Nous sommes à Embrun, il est presque deux heures du matin, un imbécile en slip sort sur son balcon et pousse un cris dans la nuit. Personne ne répond à son écho mais il s’en fou, il fallait que ça sorte car ce fut la course la plus dure de sa vie… de supporter !

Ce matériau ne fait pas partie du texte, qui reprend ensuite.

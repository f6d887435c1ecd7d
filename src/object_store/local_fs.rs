//! A directory on the local filesystem, used as an `ObjectStore` backend.
//! Stands in for a bucket/blob endpoint in deployments that don't need one —
//! most of the test suite, and any single-machine backup target.

use super::{ObjectMeta, ObjectStore};
use crate::error::{CoreError, Result};
use async_trait::async_trait;
use std::path::PathBuf;

pub struct LocalFsStore {
    root: PathBuf,
}

impl LocalFsStore {
    pub fn new(root: impl Into<PathBuf>) -> Result<Self> {
        let root = root.into();
        std::fs::create_dir_all(&root)?;
        Ok(LocalFsStore { root })
    }

    fn path_for(&self, name: &str) -> Result<PathBuf> {
        if name.contains("..") || name.contains('/') || name.contains('\\') {
            return Err(anyhow::anyhow!("invalid object name: {name}").into());
        }
        Ok(self.root.join(name))
    }
}

#[async_trait]
impl ObjectStore for LocalFsStore {
    async fn put(&self, name: &str, data: Vec<u8>) -> Result<()> {
        let path = self.path_for(name)?;
        let tmp = path.with_extension("tmp-upload");
        tokio::fs::write(&tmp, &data)
            .await
            .map_err(|e| CoreError::BackendTransient(e.to_string()))?;
        tokio::fs::rename(&tmp, &path)
            .await
            .map_err(|e| CoreError::BackendTransient(e.to_string()))?;
        Ok(())
    }

    async fn get(&self, name: &str) -> Result<Vec<u8>> {
        let path = self.path_for(name)?;
        tokio::fs::read(&path).await.map_err(|e| {
            if e.kind() == std::io::ErrorKind::NotFound {
                CoreError::BackendPermanent(format!("{name} not found"))
            } else {
                CoreError::BackendTransient(e.to_string())
            }
        })
    }

    async fn delete(&self, name: &str) -> Result<()> {
        let path = self.path_for(name)?;
        match tokio::fs::remove_file(&path).await {
            Ok(()) => Ok(()),
            Err(e) if e.kind() == std::io::ErrorKind::NotFound => Ok(()),
            Err(e) => Err(CoreError::BackendTransient(e.to_string())),
        }
    }

    async fn list(&self) -> Result<Vec<ObjectMeta>> {
        let mut out = Vec::new();
        let mut rd = tokio::fs::read_dir(&self.root)
            .await
            .map_err(|e| CoreError::BackendTransient(e.to_string()))?;
        while let Some(entry) = rd.next_entry().await.map_err(|e| CoreError::BackendTransient(e.to_string()))? {
            let file_name = entry.file_name().to_string_lossy().into_owned();
            if file_name.ends_with(".tmp-upload") {
                continue;
            }
            let meta = entry.metadata().await.map_err(|e| CoreError::BackendTransient(e.to_string()))?;
            if meta.is_file() {
                out.push(ObjectMeta { name: file_name, size: meta.len() });
            }
        }
        Ok(out)
    }
}

#[cfg(test)]
mod tests {
    use super::*;

    #[tokio::test]
    async fn put_get_delete_roundtrip() {
        let dir = tempfile::tempdir().unwrap();
        let store = LocalFsStore::new(dir.path()).unwrap();

        store.put("v1", b"hello".to_vec()).await.unwrap();
        assert_eq!(store.get("v1").await.unwrap(), b"hello");

        let listing = store.list().await.unwrap();
        assert_eq!(listing.len(), 1);
        assert_eq!(listing[0].name, "v1");

        store.delete("v1").await.unwrap();
        assert!(store.get("v1").await.is_err());
    }

    #[tokio::test]
    async fn delete_missing_is_not_an_error() {
        let dir = tempfile::tempdir().unwrap();
        let store = LocalFsStore::new(dir.path()).unwrap();
        store.delete("does-not-exist").await.unwrap();
    }

    #[tokio::test]
    async fn rejects_path_traversal_names() {
        let dir = tempfile::tempdir().unwrap();
        let store = LocalFsStore::new(dir.path()).unwrap();
        assert!(store.put("../escape", b"x".to_vec()).await.is_err());
    }
}
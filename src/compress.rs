//! # Compression
//!
//! Abstraction layer over multiple compression backends. Each backend
//! implements a simple compress/decompress interface operating on byte slices.
//! The compression kind is stored in each volume's manifest (spec.md §4.2) so
//! that heterogeneous repositories can use different algorithms per-volume.

use crate::config::CompressionKind;
use crate::error::Result;
use std::io::{Read, Write};

/// Compresses a byte slice using the specified algorithm.
///
/// Returns the compressed bytes. For `CompressionKind::None`, the input is
/// returned unchanged (zero-copy via `to_vec()`).
pub fn compress(data: &[u8], kind: CompressionKind, level: i32) -> Result<Vec<u8>> {
    match kind {
        CompressionKind::Zstd => compress_zstd(data, level),
        CompressionKind::Gzip => compress_gzip(data),
        CompressionKind::None => Ok(data.to_vec()),
    }
}

/// Decompresses a byte slice using the specified algorithm.
pub fn decompress(data: &[u8], kind: CompressionKind) -> Result<Vec<u8>> {
    match kind {
        CompressionKind::Zstd => decompress_zstd(data),
        CompressionKind::Gzip => decompress_gzip(data),
        CompressionKind::None => Ok(data.to_vec()),
    }
}

// ─── Zstandard ──────────────────────────────────────────────────────────────

/// Compresses data using Zstandard at the specified level (1–22).
fn compress_zstd(data: &[u8], level: i32) -> Result<Vec<u8>> {
    let mut encoder = zstd::Encoder::new(Vec::new(), level)?;
    encoder.write_all(data)?;
    let compressed = encoder.finish()?;
    Ok(compressed)
}

fn decompress_zstd(data: &[u8]) -> Result<Vec<u8>> {
    let mut decoder = zstd::Decoder::new(data)?;
    let mut decompressed = Vec::new();
    decoder.read_to_end(&mut decompressed)?;
    Ok(decompressed)
}

// ─── Gzip ───────────────────────────────────────────────────────────────────

/// Compresses data using gzip.
///
/// Included for compatibility with repositories created with gzip selected.
/// For new repositories, Zstd is strongly recommended for its speed/ratio.
fn compress_gzip(data: &[u8]) -> Result<Vec<u8>> {
    let mut encoder = flate2::write::GzEncoder::new(Vec::new(), flate2::Compression::default());
    encoder.write_all(data)?;
    Ok(encoder.finish()?)
}

fn decompress_gzip(data: &[u8]) -> Result<Vec<u8>> {
    let mut decoder = flate2::read::GzDecoder::new(data);
    let mut decompressed = Vec::new();
    decoder.read_to_end(&mut decompressed)?;
    Ok(decompressed)
}

/// Returns the file extension associated with a compression kind, used in
/// the on-disk volume filename (spec.md §6).
pub fn extension(kind: CompressionKind) -> &'static str {
    match kind {
        CompressionKind::Zstd => "zip",
        CompressionKind::Gzip => "zip",
        CompressionKind::None => "zip",
    }
}

/// Estimates the compression ratio for display purposes.
pub fn ratio(original_size: u64, compressed_size: u64) -> f64 {
    if original_size == 0 {
        return 1.0;
    }
    compressed_size as f64 / original_size as f64
}

#[cfg(test)]
mod tests {
    use super::*;

    #[test]
    fn zstd_roundtrip() {
        let data = b"Hello, zstd compression! This is a test string that should compress.";
        let compressed = compress(data, CompressionKind::Zstd, 3).unwrap();
        let decompressed = decompress(&compressed, CompressionKind::Zstd).unwrap();
        assert_eq!(decompressed, data);
    }

    #[test]
    fn none_passthrough() {
        let data = b"uncompressed data";
        let compressed = compress(data, CompressionKind::None, 0).unwrap();
        assert_eq!(compressed, data);
        let decompressed = decompress(&compressed, CompressionKind::None).unwrap();
        assert_eq!(decompressed, data);
    }

    #[test]
    fn gzip_roundtrip() {
        let data = b"gzip test data with enough content to actually compress";
        let compressed = compress(data, CompressionKind::Gzip, 0).unwrap();
        let decompressed = decompress(&compressed, CompressionKind::Gzip).unwrap();
        assert_eq!(decompressed, data);
    }

    #[test]
    fn zstd_actually_compresses() {
        let data = vec![0u8; 10000];
        let compressed = compress(&data, CompressionKind::Zstd, 3).unwrap();
        assert!(compressed.len() < data.len());
    }

    #[test]
    fn ratio_calculation() {
        assert!((ratio(1000, 500) - 0.5).abs() < f64::EPSILON);
        assert!((ratio(0, 100) - 1.0).abs() < f64::EPSILON);
    }
}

Une heure trente plus tôt, j’ai les yeux rivés sur le couloir douze de la France. C’est Léonie qui part en première. Au moment du départ, le réalisateur Nippon décide de conserver un plan large. Je ne quitte pas ce couloir des yeux et après à peine dix coup de bras, je vois avec effrois Léonie littéralement « reculer » après s’être frottée avec l’athlète qui était sur sa gauche… C’est parti pour une heure vingt d’une course poursuite angoissante, je le sais… Bien avant que les filles du premier relais ne sortent de l’eau…

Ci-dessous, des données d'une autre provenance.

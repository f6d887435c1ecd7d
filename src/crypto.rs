//! # Cryptographic Operations
//!
//! Provides AES-256-GCM authenticated encryption for volume containers.
//! Key derivation uses BLAKE3 keyed hashing of the user-supplied password,
//! producing a deterministic 256-bit key. Each container is encrypted with a
//! unique random 96-bit nonce prepended to the ciphertext, so encryption can
//! wrap the whole compressed archive as a single opaque stream (spec.md §4.2).
//!
//! ## Wire format
//!
//! ```text
//! ┌──────────────┬──────────────────────────────────────┐
//! │  Nonce (12B)  │  Ciphertext + Auth Tag (16B suffix)  │
//! └──────────────┴──────────────────────────────────────┘
//! ```

use crate::error::{CryptoError, Result};
use aes_gcm::aead::{Aead, KeyInit, OsRng};
use aes_gcm::{AeadCore, Aes256Gcm, Nonce};

/// Fixed nonce length for AES-256-GCM (96 bits).
const NONCE_LEN: usize = 12;

/// Derives a 256-bit encryption key from a password using BLAKE3 keyed hashing.
///
/// The key derivation context string ensures domain separation — the same password
/// produces different keys when used in different applications.
fn derive_key(password: &str) -> [u8; 32] {
    blake3::derive_key("repocore v1 encryption key", password.as_bytes())
}

/// Encrypts plaintext using AES-256-GCM with a random nonce.
///
/// Returns the nonce prepended to the ciphertext (nonce ‖ ciphertext ‖ tag).
pub fn encrypt(plaintext: &[u8], password: &str) -> Result<Vec<u8>> {
    let key = derive_key(password);
    let cipher = Aes256Gcm::new_from_slice(&key).map_err(|_| CryptoError::InvalidKeyLength)?;

    let nonce = Aes256Gcm::generate_nonce(&mut OsRng);

    let ciphertext = cipher
        .encrypt(&nonce, plaintext)
        .map_err(|_| CryptoError::DecryptionFailed)?;

    let mut output = Vec::with_capacity(NONCE_LEN + ciphertext.len());
    output.extend_from_slice(&nonce);
    output.extend_from_slice(&ciphertext);

    Ok(output)
}

/// Decrypts data produced by [`encrypt`].
///
/// Extracts the 12-byte nonce prefix, then decrypts and authenticates
/// the remaining ciphertext. Returns an error if the authentication
/// tag does not match (indicating corruption or wrong password).
pub fn decrypt(data: &[u8], password: &str) -> Result<Vec<u8>> {
    if data.len() < NONCE_LEN {
        return Err(CryptoError::DecryptionFailed.into());
    }

    let (nonce_bytes, ciphertext) = data.split_at(NONCE_LEN);
    let nonce = Nonce::from_slice(nonce_bytes);

    let key = derive_key(password);
    let cipher = Aes256Gcm::new_from_slice(&key).map_err(|_| CryptoError::InvalidKeyLength)?;

    let plaintext = cipher
        .decrypt(nonce, ciphertext)
        .map_err(|_| CryptoError::DecryptionFailed)?;

    Ok(plaintext)
}

#[cfg(test)]
mod tests {
    use super::*;

    #[test]
    fn roundtrip_encryption() {
        let password = "test-password-12345";
        let plaintext = b"Hello, repocore encryption!";

        let encrypted = encrypt(plaintext, password).unwrap();
        assert_ne!(encrypted.as_slice(), plaintext);
        assert!(encrypted.len() > plaintext.len());

        let decrypted = decrypt(&encrypted, password).unwrap();
        assert_eq!(decrypted, plaintext);
    }

    #[test]
    fn wrong_password_fails() {
        let encrypted = encrypt(b"secret data", "correct-password").unwrap();
        let result = decrypt(&encrypted, "wrong-password");
        assert!(result.is_err());
    }

    #[test]
    fn empty_data_fails() {
        assert!(decrypt(&[], "password").is_err());
    }

    #[test]
    fn short_data_fails() {
        assert!(decrypt(&[0u8; 5], "password").is_err());
    }

    #[test]
    fn unique_nonces() {
        let a = encrypt(b"data", "pw").unwrap();
        let b = encrypt(b"data", "pw").unwrap();
        assert_ne!(a, b);
    }
}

Le relais mixte, c’est un format de dingue où l’objectif est assez simple : ne jamais sauter ou le plus tard possible. Un course par élimination en fait et sur ce premier relais, Jessica Learmonth va s’appliquer à commencer cette entreprise de démolition avec appétit et talent pour le plus grand malheur de nos bleus. Elles sont trois à l’Anglaise : Kingma, Zaférès et Lindeman. Et derrière, une dizaine de filles, tandis que Léonie, sortie quatorzième encore plus loin semble piégé… C’est fini, je pense que ça va creuser dès le bike et que jamais nous ne pourrons revenir. Pourtant, après moins de deux kilomètres, Léonie est de retour dans le groupe de chasse. Je ne sais pas trop par quel prodige mais peu importe, je retrouve la foie… C’est le premier ascenseur émotionnel de la nuit mais pas le dernier !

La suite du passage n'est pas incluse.